== Segment start ==
use std::collections::HashMap;

use serde::Deserialize;
use serde_json::Value;

use crate::error::ScanError;
use crate::source::{MatchDetail, Participant};

// Classic match document, shared by both API generations. Only the fields
// the pairing walk needs; everything else in the payload is ignored.
#[derive(Debug, Deserialize)]
struct MatchDoc {
    #[serde(rename = "gameId", default)]
    game_id: u64,
    #[serde(rename = "gameCreation", default)]
    game_creation: i64,
    #[serde(rename = "gameType", default)]
    game_type: String,
    #[serde(default)]
    participants: Vec<DocParticipant>,
    #[serde(rename = "participantIdentities", default)]
    participant_identities: Vec<DocIdentity>,
}

#[derive(Debug, Deserialize)]
struct DocParticipant {
    #[serde(rename = "participantId", default)]
    participant_id: u32,
    #[serde(rename = "teamId")]
    team_id: Option<u32>,
}

#[derive(Debug, Deserialize)]
struct DocIdentity {
    #[serde(rename = "participantId", default)]
    participant_id: u32,
    #[serde(default)]
    player: DocPlayer,
}

#[derive(Debug, Deserialize, Default)]
struct DocPlayer {
    #[serde(rename = "summonerName", default)]
    summoner_name: String,
    #[serde(rename = "accountId", default)]
    account_id: Option<Value>,
    #[serde(rename = "currentAccountId", default)]
    current_account_id: Option<Value>,
}

pub fn parse_match_json(match_id: u64, raw: &str) -> Result<MatchDetail, ScanError> {
    let trimmed = raw.trim();
    if trimmed.is_empty() || trimmed == "null" {
        return Err(malformed(match_id, "empty document"));
    }
    let doc: MatchDoc = serde_json::from_str(trimmed)
        .map_err(|err| malformed(match_id, &format!("invalid json: {err}")))?;
    if doc.game_creation <= 0 {
        return Err(malformed(match_id, "missing gameCreation"));
    }
    if doc.participant_identities.is_empty() {
        return Err(malformed(match_id, "missing participantIdentities"));
    }

    // Team membership lives on the participant list; identities carry the
    // names. Join the two on participant id.
    let teams: HashMap<u32, Option<u32>> = doc
        .participants
        .iter()
        .map(|p| (p.participant_id, p.team_id))
        .collect();
    let participants = doc
        .participant_identities
        .iter()
        .map(|ident| Participant {
            summoner_name: ident.player.summoner_name.trim().to_string(),
            account_id: ident
                .player
                .account_id
                .as_ref()
                .and_then(id_string)
                .or_else(|| ident.player.current_account_id.as_ref().and_then(id_string)),
            team_id: teams.get(&ident.participant_id).copied().flatten(),
        })
        .collect();

    Ok(MatchDetail {
        match_id: if doc.game_id != 0 { doc.game_id } else { match_id },
        creation_ms: doc.game_creation,
        game_type: doc.game_type,
        participants,
    })
}

// Account ids are numbers on the legacy API and opaque strings on the
// modern one.
pub(crate) fn id_string(value: &Value) -> Option<String> {
    match value {
        Value::String(s) => {
            let trimmed = s.trim();
            if trimmed.is_empty() {
                None
            } else {
                Some(trimmed.to_string())
            }
        }
        Value::Number(n) => Some(n.to_string()),
        _ => None,
    }
}

pub(crate) fn as_u64_any(value: &Value) -> Option<u64> {
    match value {
        Value::Number(n) => n.as_u64(),
        Value::String(s) => s.trim().parse::<u64>().ok(),
        _ => None,
    }
}

fn malformed(match_id: u64, reason: &str) -> ScanError {
    ScanError::MalformedMatch {
        match_id,
        reason: reason.to_string(),
    }
}
use std::fs;
use std::path::{Path, PathBuf};

use crate::error::ScanError;

const CACHE_DIR: &str = "duoscan";

/// Flat file-per-key store. Entries are written once and never expired:
/// match documents are immutable upstream and identity lookups are stable
/// enough that staleness is accepted.
#[derive(Debug, Clone)]
pub struct CacheStore {
    dir: PathBuf,
}

impl CacheStore {
    pub fn new(dir: impl Into<PathBuf>) -> Self {
        Self { dir: dir.into() }
    }

    // SCAN_CACHE_DIR, then the user cache dir, then ./cache
    pub fn open_default() -> Self {
        if let Ok(dir) = std::env::var("SCAN_CACHE_DIR") {
            if !dir.trim().is_empty() {
                return Self::new(dir);
            }
        }
        match user_cache_dir() {
            Some(dir) => Self::new(dir),
            None => Self::new("cache"),
        }
    }

    pub fn dir(&self) -> &Path {
        &self.dir
    }

    // Absent when missing, unreadable, or empty; callers treat absence
    // exactly like a fetch miss.
    pub fn get(&self, key: &str) -> Option<String> {
        let raw = fs::read_to_string(self.dir.join(key)).ok()?;
        if raw.trim().is_empty() {
            return None;
        }
        Some(raw)
    }

    // overwrite through a temp file so a reader never sees a partial entry
    pub fn set(&self, key: &str, value: &str) -> Result<(), ScanError> {
        fs::create_dir_all(&self.dir)?;
        let path = self.dir.join(key);
        let tmp = self.dir.join(format!("{key}.tmp"));
        fs::write(&tmp, value)?;
        fs::rename(&tmp, &path)?;
        Ok(())
    }
}

pub fn account_key(nickname: &str) -> String {
    format!("accountid_{nickname}")
}

pub fn summoner_key(nickname: &str) -> String {
    format!("summonerInfo_{nickname}")
}

pub fn match_key(match_id: u64) -> String {
    format!("gameid_{match_id}")
}

fn user_cache_dir() -> Option<PathBuf> {
    if let Ok(base) = std::env::var("XDG_CACHE_HOME") {
        if !base.trim().is_empty() {
            return Some(PathBuf::from(base).join(CACHE_DIR));
        }
    }
    let home = std::env::var("HOME").ok()?;
    if home.trim().is_empty() {
        return None;
    }
    Some(PathBuf::from(home).join(".cache").join(CACHE_DIR))
}

#[cfg(test)]
mod tests {
    use super::*;

    fn scratch(name: &str) -> PathBuf {
        std::env::temp_dir().join(format!("duoscan_{}_{}", name, std::process::id()))
    }

    #[test]
    fn round_trips_across_instances() {
        let dir = scratch("roundtrip");
        let store = CacheStore::new(&dir);
        store.set(&account_key("Faker"), "12345").unwrap();
        let again = CacheStore::new(&dir);
        assert_eq!(again.get(&account_key("Faker")).as_deref(), Some("12345"));
        fs::remove_dir_all(&dir).ok();
    }

    #[test]
    fn missing_and_empty_entries_are_absent() {
        let dir = scratch("absent");
        let store = CacheStore::new(&dir);
        assert!(store.get(&match_key(1)).is_none());
        store.set(&match_key(1), "").unwrap();
        assert!(store.get(&match_key(1)).is_none());
        fs::remove_dir_all(&dir).ok();
    }

    #[test]
    fn set_overwrites_existing_value() {
        let dir = scratch("overwrite");
        let store = CacheStore::new(&dir);
        store.set("k", "old").unwrap();
        store.set("k", "new").unwrap();
        assert_eq!(store.get("k").as_deref(), Some("new"));
        fs::remove_dir_all(&dir).ok();
    }
}
use std::fs::File;
use std::io::Write;
use std::path::{Path, PathBuf};

use chrono::{Local, TimeZone};
use serde::Serialize;

use crate::error::ScanError;
use crate::pairing::PairingBook;
use crate::roster::{Roster, normalized_key};
use crate::scan::ScanSummary;

const NOT_OK: &str = "NOT OK";
const BOM: &str = "\u{feff}";

// Scored is the full weighted report; Simple mirrors the first-generation
// nickname,result files.
#[derive(Debug, Clone, Copy, PartialEq, Eq)]
pub enum ReportSchema {
    Simple,
    Scored,
}

impl ReportSchema {
    pub fn parse(raw: &str) -> Option<Self> {
        match raw.trim().to_ascii_lowercase().as_str() {
            "simple" => Some(Self::Simple),
            "scored" => Some(Self::Scored),
            _ => None,
        }
    }

    pub fn from_env() -> Self {
        std::env::var("SCAN_REPORT_SCHEMA")
            .ok()
            .and_then(|v| Self::parse(&v))
            .unwrap_or(Self::Scored)
    }
}

// point rewards the player's own weight tier plus the weights of everyone
// they queued with; one_point_count singles out weight-1 partners.
#[derive(Debug, Clone, PartialEq, Eq, Serialize)]
pub struct ScoredRow {
    pub nickname: String,
    pub count: usize,
    pub point: u32,
    #[serde(rename = "onePointCount")]
    pub one_point_count: usize,
    pub list: String,
}

#[derive(Debug, Clone, PartialEq, Eq, Serialize)]
pub struct SimpleRow {
    pub nickname: String,
    pub result: String,
}

pub fn scored_rows(roster: &Roster, summary: &ScanSummary) -> Vec<ScoredRow> {
    summary
        .rows
        .iter()
        .map(|row| match partners_of(&summary.book, &row.key) {
            Some(partners) => {
                let mut point = roster.weight_of(&row.key) / 3 * 2;
                let mut one_point = 0usize;
                for name in partners.keys() {
                    let weight = roster.weight_of(&normalized_key(name));
                    point += weight;
                    if weight == 1 {
                        one_point += 1;
                    }
                }
                ScoredRow {
                    nickname: row.nickname.clone(),
                    count: partners.len(),
                    point,
                    one_point_count: one_point,
                    list: joined_names(partners.keys()),
                }
            }
            None => ScoredRow {
                nickname: row.nickname.clone(),
                count: 0,
                point: 0,
                one_point_count: 0,
                list: String::new(),
            },
        })
        .collect()
}

pub fn simple_rows(summary: &ScanSummary) -> Vec<SimpleRow> {
    summary
        .rows
        .iter()
        .map(|row| {
            let result = match partners_of(&summary.book, &row.key) {
                Some(partners) => {
                    let latest = partners.values().copied().max().unwrap_or(0);
                    format!("{} - {}", format_ms_date(latest), joined_names(partners.keys()))
                }
                None => NOT_OK.to_string(),
            };
            SimpleRow {
                nickname: row.nickname.clone(),
                result,
            }
        })
        .collect()
}

// BOM prefix: the usual consumer is a spreadsheet that mis-sniffs Korean
// nicknames without it.
pub fn write_report(
    path: &Path,
    schema: ReportSchema,
    roster: &Roster,
    summary: &ScanSummary,
) -> Result<(), ScanError> {
    let mut file = File::create(path)?;
    file.write_all(BOM.as_bytes())?;
    let mut writer = csv::Writer::from_writer(file);
    match schema {
        ReportSchema::Scored => {
            for row in scored_rows(roster, summary) {
                writer.serialize(row).map_err(csv_err)?;
            }
        }
        ReportSchema::Simple => {
            for row in simple_rows(summary) {
                writer.serialize(row).map_err(csv_err)?;
            }
        }
    }
    writer.flush()?;
    Ok(())
}

// <current local date>.csv, the naming the downstream spreadsheet flow expects
pub fn default_report_path() -> PathBuf {
    PathBuf::from(format!("{}.csv", Local::now().format("%Y-%m-%d")))
}

fn partners_of<'a>(
    book: &'a PairingBook,
    key: &str,
) -> Option<&'a std::collections::BTreeMap<String, i64>> {
    book.partners(key).filter(|partners| !partners.is_empty())
}

fn joined_names<'a>(names: impl Iterator<Item = &'a String>) -> String {
    names.cloned().collect::<Vec<_>>().join("|")
}

// Local date, to line up with the date-named report file.
fn format_ms_date(ms: i64) -> String {
    match Local.timestamp_millis_opt(ms) {
        chrono::LocalResult::Single(dt) => dt.format("%Y-%m-%d").to_string(),
        _ => "unknown".to_string(),
    }
}

fn csv_err(err: csv::Error) -> ScanError {
    ScanError::Io(std::io::Error::other(err))
}

#[cfg(test)]
mod tests {
    use super::*;
    use crate::roster::parse_roster;
    use crate::scan::{PlayerScan, PlayerScanResult, ScanSummary};

    fn summary_for(roster: &Roster, book: PairingBook) -> ScanSummary {
        ScanSummary {
            cutoff_ms: 0,
            rows: roster
                .players()
                .iter()
                .map(|p| PlayerScan {
                    nickname: p.nickname.clone(),
                    key: p.key.clone(),
                    result: PlayerScanResult::Skipped(String::new()),
                })
                .collect(),
            book,
        }
    }

    // local noon, so the rendered local date never straddles midnight
    fn day_ms(year: i32, month: u32, day: u32) -> i64 {
        Local
            .with_ymd_and_hms(year, month, day, 12, 0, 0)
            .unwrap()
            .timestamp_millis()
    }

    #[test]
    fn scores_weighted_pairings() {
        let roster = parse_roster("alice,3\nbob,1").unwrap();
        let mut book = PairingBook::default();
        book.record(
            roster.get("alice").unwrap(),
            roster.get("bob").unwrap(),
            day_ms(2026, 7, 3),
        );
        let summary = summary_for(&roster, book);
        let rows = scored_rows(&roster, &summary);
        assert_eq!(
            rows[0],
            ScoredRow {
                nickname: "alice".to_string(),
                count: 1,
                point: 3,
                one_point_count: 1,
                list: "bob".to_string(),
            }
        );
        assert_eq!(
            rows[1],
            ScoredRow {
                nickname: "bob".to_string(),
                count: 1,
                point: 3,
                one_point_count: 0,
                list: "alice".to_string(),
            }
        );
    }

    #[test]
    fn base_points_floor_by_weight_tier() {
        let roster = parse_roster("alice,4\nbob,1\ncarol,2").unwrap();
        let mut book = PairingBook::default();
        let alice = roster.get("alice").unwrap().clone();
        book.record(&alice, roster.get("bob").unwrap(), day_ms(2026, 7, 1));
        book.record(&alice, roster.get("carol").unwrap(), day_ms(2026, 7, 2));
        let summary = summary_for(&roster, book);
        let rows = scored_rows(&roster, &summary);
        // 4/3 floors to 1, doubled, plus partner weights 1 and 2
        assert_eq!(rows[0].point, 5);
        assert_eq!(rows[0].count, 2);
        assert_eq!(rows[0].one_point_count, 1);
        assert_eq!(rows[0].list, "bob|carol");
    }

    #[test]
    fn unpaired_players_get_the_sentinel_row() {
        let roster = parse_roster("alice\nbob").unwrap();
        let summary = summary_for(&roster, PairingBook::default());
        let rows = scored_rows(&roster, &summary);
        assert!(rows.iter().all(|r| r.count == 0 && r.point == 0 && r.list.is_empty()));
        let simple = simple_rows(&summary);
        assert!(simple.iter().all(|r| r.result == NOT_OK));
    }

    #[test]
    fn simple_rows_carry_the_latest_shared_date() {
        let roster = parse_roster("alice\nbob\ncarol").unwrap();
        let mut book = PairingBook::default();
        let alice = roster.get("alice").unwrap().clone();
        book.record(&alice, roster.get("carol").unwrap(), day_ms(2026, 6, 20));
        book.record(&alice, roster.get("bob").unwrap(), day_ms(2026, 7, 3));
        let summary = summary_for(&roster, book);
        let simple = simple_rows(&summary);
        assert_eq!(simple[0].result, "2026-07-03 - bob|carol");
    }
}
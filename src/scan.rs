use std::time::Duration;

use anyhow::Result;
use chrono::{Local, NaiveDate, NaiveTime};

use crate::acs_fetch::AcsSource;
use crate::cache_store::CacheStore;
use crate::error::ScanError;
use crate::pairing::{self, PairingBook, Traversal, TraverseOptions};
use crate::riot_fetch::RiotSource;
use crate::roster::Roster;
use crate::source::{MatchSource, PlayerIdentity};

pub const MAX_CUTOFF_AGE_DAYS: i64 = 90;

#[derive(Debug, Clone, Copy, PartialEq, Eq)]
pub enum ApiKind {
    Acs,
    MatchV4,
}

impl ApiKind {
    pub fn parse(raw: &str) -> Option<Self> {
        match raw.trim().to_ascii_lowercase().as_str() {
            "acs" | "legacy" => Some(Self::Acs),
            "matchv4" | "v4" | "riot" => Some(Self::MatchV4),
            _ => None,
        }
    }

    pub fn from_env() -> Self {
        std::env::var("SCAN_API")
            .ok()
            .and_then(|v| Self::parse(&v))
            .unwrap_or(Self::Acs)
    }
}

// What to do when a roster nickname has no account upstream. Fail aborts
// the run (a typo silently shrinking the roster corrupts the result); Skip
// records the player as skipped and keeps going.
#[derive(Debug, Clone, Copy, PartialEq, Eq)]
pub enum UnknownPolicy {
    Fail,
    Skip,
}

#[derive(Debug, Clone)]
pub struct ScanOptions {
    pub traverse: TraverseOptions,
    pub on_unknown: UnknownPolicy,
}

impl Default for ScanOptions {
    fn default() -> Self {
        Self {
            traverse: TraverseOptions::default(),
            on_unknown: UnknownPolicy::Fail,
        }
    }
}

impl ScanOptions {
    pub fn from_env() -> Self {
        let defaults = TraverseOptions::default();
        let page_budget = env_usize("SCAN_PAGE_BUDGET", defaults.page_budget).clamp(1, 1000);
        let pause_secs =
            env_u64("SCAN_RATE_LIMIT_PAUSE_SECS", defaults.rate_limit_pause.as_secs()).min(300);
        let retries = env_usize("SCAN_RATE_LIMIT_RETRIES", defaults.rate_limit_retries).clamp(1, 50);
        let on_unknown = match std::env::var("SCAN_ON_UNKNOWN")
            .unwrap_or_default()
            .trim()
            .to_ascii_lowercase()
            .as_str()
        {
            "skip" => UnknownPolicy::Skip,
            _ => UnknownPolicy::Fail,
        };
        Self {
            traverse: TraverseOptions {
                page_budget,
                rate_limit_pause: Duration::from_secs(pause_secs),
                rate_limit_retries: retries,
            },
            on_unknown,
        }
    }
}

pub struct ScanProgress {
    pub current: usize,
    pub total: usize,
    pub message: String,
}

#[derive(Debug, Clone)]
pub enum PlayerScanResult {
    Traversed(Traversal),
    Skipped(String),
    Failed(String),
}

#[derive(Debug, Clone)]
pub struct PlayerScan {
    pub nickname: String,
    pub key: String,
    pub result: PlayerScanResult,
}

#[derive(Debug)]
pub struct ScanSummary {
    pub cutoff_ms: i64,
    pub rows: Vec<PlayerScan>,
    pub book: PairingBook,
}

// Midnight UTC of the given date, epoch millis; gameCreation stamps are UTC.
pub fn cutoff_epoch_ms(date: NaiveDate) -> i64 {
    date.and_time(NaiveTime::MIN).and_utc().timestamp_millis()
}

// Future dates and dates past the window are both rejected; the upstream
// archive is only dependable inside it.
pub fn validate_cutoff(date: NaiveDate) -> Result<i64, ScanError> {
    let today = Local::now().date_naive();
    let age = today.signed_duration_since(date).num_days();
    if !(0..=MAX_CUTOFF_AGE_DAYS).contains(&age) {
        return Err(ScanError::InvalidCutoff {
            date: date.format("%Y-%m-%d").to_string(),
            max_days: MAX_CUTOFF_AGE_DAYS,
        });
    }
    Ok(cutoff_epoch_ms(date))
}

pub fn build_source(kind: ApiKind, cache: CacheStore) -> Result<Box<dyn MatchSource>> {
    Ok(match kind {
        ApiKind::Acs => Box::new(AcsSource::from_env(cache)?),
        ApiKind::MatchV4 => Box::new(RiotSource::from_env(cache)?),
    })
}

enum Resolution {
    Resolved(PlayerIdentity),
    Skipped,
    Failed(String),
}

/// Runs the whole roster: validation, an up-front identity pass, then one
/// history walk per player into a shared pairing book. A player's failure,
/// resolving or traversing, becomes that player's diagnostic row; the rest
/// of the roster still runs. Only an unknown nickname under the strict
/// policy aborts the run.
pub fn run_scan(
    source: &mut dyn MatchSource,
    roster: &Roster,
    cutoff: NaiveDate,
    opts: &ScanOptions,
    mut on_progress: impl FnMut(ScanProgress),
) -> Result<ScanSummary, ScanError> {
    // both checks come before the source is touched
    if roster.len() < 2 {
        return Err(ScanError::InsufficientRoster {
            count: roster.len(),
        });
    }
    let cutoff_ms = validate_cutoff(cutoff)?;

    let total = roster.len();
    let mut resolutions: Vec<Resolution> = Vec::with_capacity(total);
    for (idx, player) in roster.players().iter().enumerate() {
        match source.resolve(&player.nickname) {
            Ok(identity) => {
                on_progress(ScanProgress {
                    current: idx + 1,
                    total,
                    message: format!("resolved {}", player.nickname),
                });
                resolutions.push(Resolution::Resolved(identity));
            }
            // an unresolvable nickname follows the configured policy
            Err(ScanError::UnknownPlayer { nickname })
                if opts.on_unknown == UnknownPolicy::Skip =>
            {
                on_progress(ScanProgress {
                    current: idx + 1,
                    total,
                    message: format!("no account for {nickname}, skipping"),
                });
                resolutions.push(Resolution::Skipped);
            }
            Err(err @ ScanError::UnknownPlayer { .. }) => return Err(err),
            // anything else costs only this player's row; the rest of the
            // roster still runs
            Err(err) => {
                on_progress(ScanProgress {
                    current: idx + 1,
                    total,
                    message: format!("{} failed to resolve: {err}", player.nickname),
                });
                resolutions.push(Resolution::Failed(err.to_string()));
            }
        }
    }

    let mut book = PairingBook::default();
    let mut rows = Vec::with_capacity(total);
    for (idx, player) in roster.players().iter().enumerate() {
        let result = match &resolutions[idx] {
            Resolution::Skipped => PlayerScanResult::Skipped("no account found".to_string()),
            Resolution::Failed(reason) => PlayerScanResult::Failed(reason.clone()),
            Resolution::Resolved(identity) => {
                match pairing::traverse(
                    source,
                    roster,
                    player,
                    identity,
                    cutoff_ms,
                    &opts.traverse,
                    &mut book,
                ) {
                    Ok(traversal) => {
                        on_progress(ScanProgress {
                            current: idx + 1,
                            total,
                            message: format!(
                                "{}: {} after {} pages, {} matches",
                                player.nickname,
                                traversal.stop.label(),
                                traversal.pages,
                                traversal.inspected
                            ),
                        });
                        PlayerScanResult::Traversed(traversal)
                    }
                    Err(err) => {
                        on_progress(ScanProgress {
                            current: idx + 1,
                            total,
                            message: format!("{} failed: {err}", player.nickname),
                        });
                        PlayerScanResult::Failed(err.to_string())
                    }
                }
            }
        };
        rows.push(PlayerScan {
            nickname: player.nickname.clone(),
            key: player.key.clone(),
            result,
        });
    }

    Ok(ScanSummary {
        cutoff_ms,
        rows,
        book,
    })
}

fn env_usize(key: &str, default: usize) -> usize {
    std::env::var(key)
        .ok()
        .and_then(|v| v.parse().ok())
        .unwrap_or(default)
}

fn env_u64(key: &str, default: u64) -> u64 {
    std::env::var(key)
        .ok()
        .and_then(|v| v.parse().ok())
        .unwrap_or(default)
}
== Segment end ==
EXERCISE DETAILS
Repeat the lines from the first one in the records through the line containing "let doc: MatchDoc", exactly as written, and nothing else.

RESPONSE TO THIS TASK
use std::collections::HashMap;

use serde::Deserialize;
use serde_json::Value;

use crate::error::ScanError;
use crate::source::{MatchDetail, Participant};

// Classic match document, shared by both API generations. Only the fields
// the pairing walk needs; everything else in the payload is ignored.
#[derive(Debug, Deserialize)]
struct MatchDoc {
    #[serde(rename = "gameId", default)]
    game_id: u64,
    #[serde(rename = "gameCreation", default)]
    game_creation: i64,
    #[serde(rename = "gameType", default)]
    game_type: String,
    #[serde(default)]
    participants: Vec<DocParticipant>,
    #[serde(rename = "participantIdentities", default)]
    participant_identities: Vec<DocIdentity>,
}

#[derive(Debug, Deserialize)]
struct DocParticipant {
    #[serde(rename = "participantId", default)]
    participant_id: u32,
    #[serde(rename = "teamId")]
    team_id: Option<u32>,
}

#[derive(Debug, Deserialize)]
struct DocIdentity {
    #[serde(rename = "participantId", default)]
    participant_id: u32,
    #[serde(default)]
    player: DocPlayer,
}

#[derive(Debug, Deserialize, Default)]
struct DocPlayer {
    #[serde(rename = "summonerName", default)]
    summoner_name: String,
    #[serde(rename = "accountId", default)]
    account_id: Option<Value>,
    #[serde(rename = "currentAccountId", default)]
    current_account_id: Option<Value>,
}

pub fn parse_match_json(match_id: u64, raw: &str) -> Result<MatchDetail, ScanError> {
    let trimmed = raw.trim();
    if trimmed.is_empty() || trimmed == "null" {
        return Err(malformed(match_id, "empty document"));
    }
    let doc: MatchDoc = serde_json::from_str(trimmed)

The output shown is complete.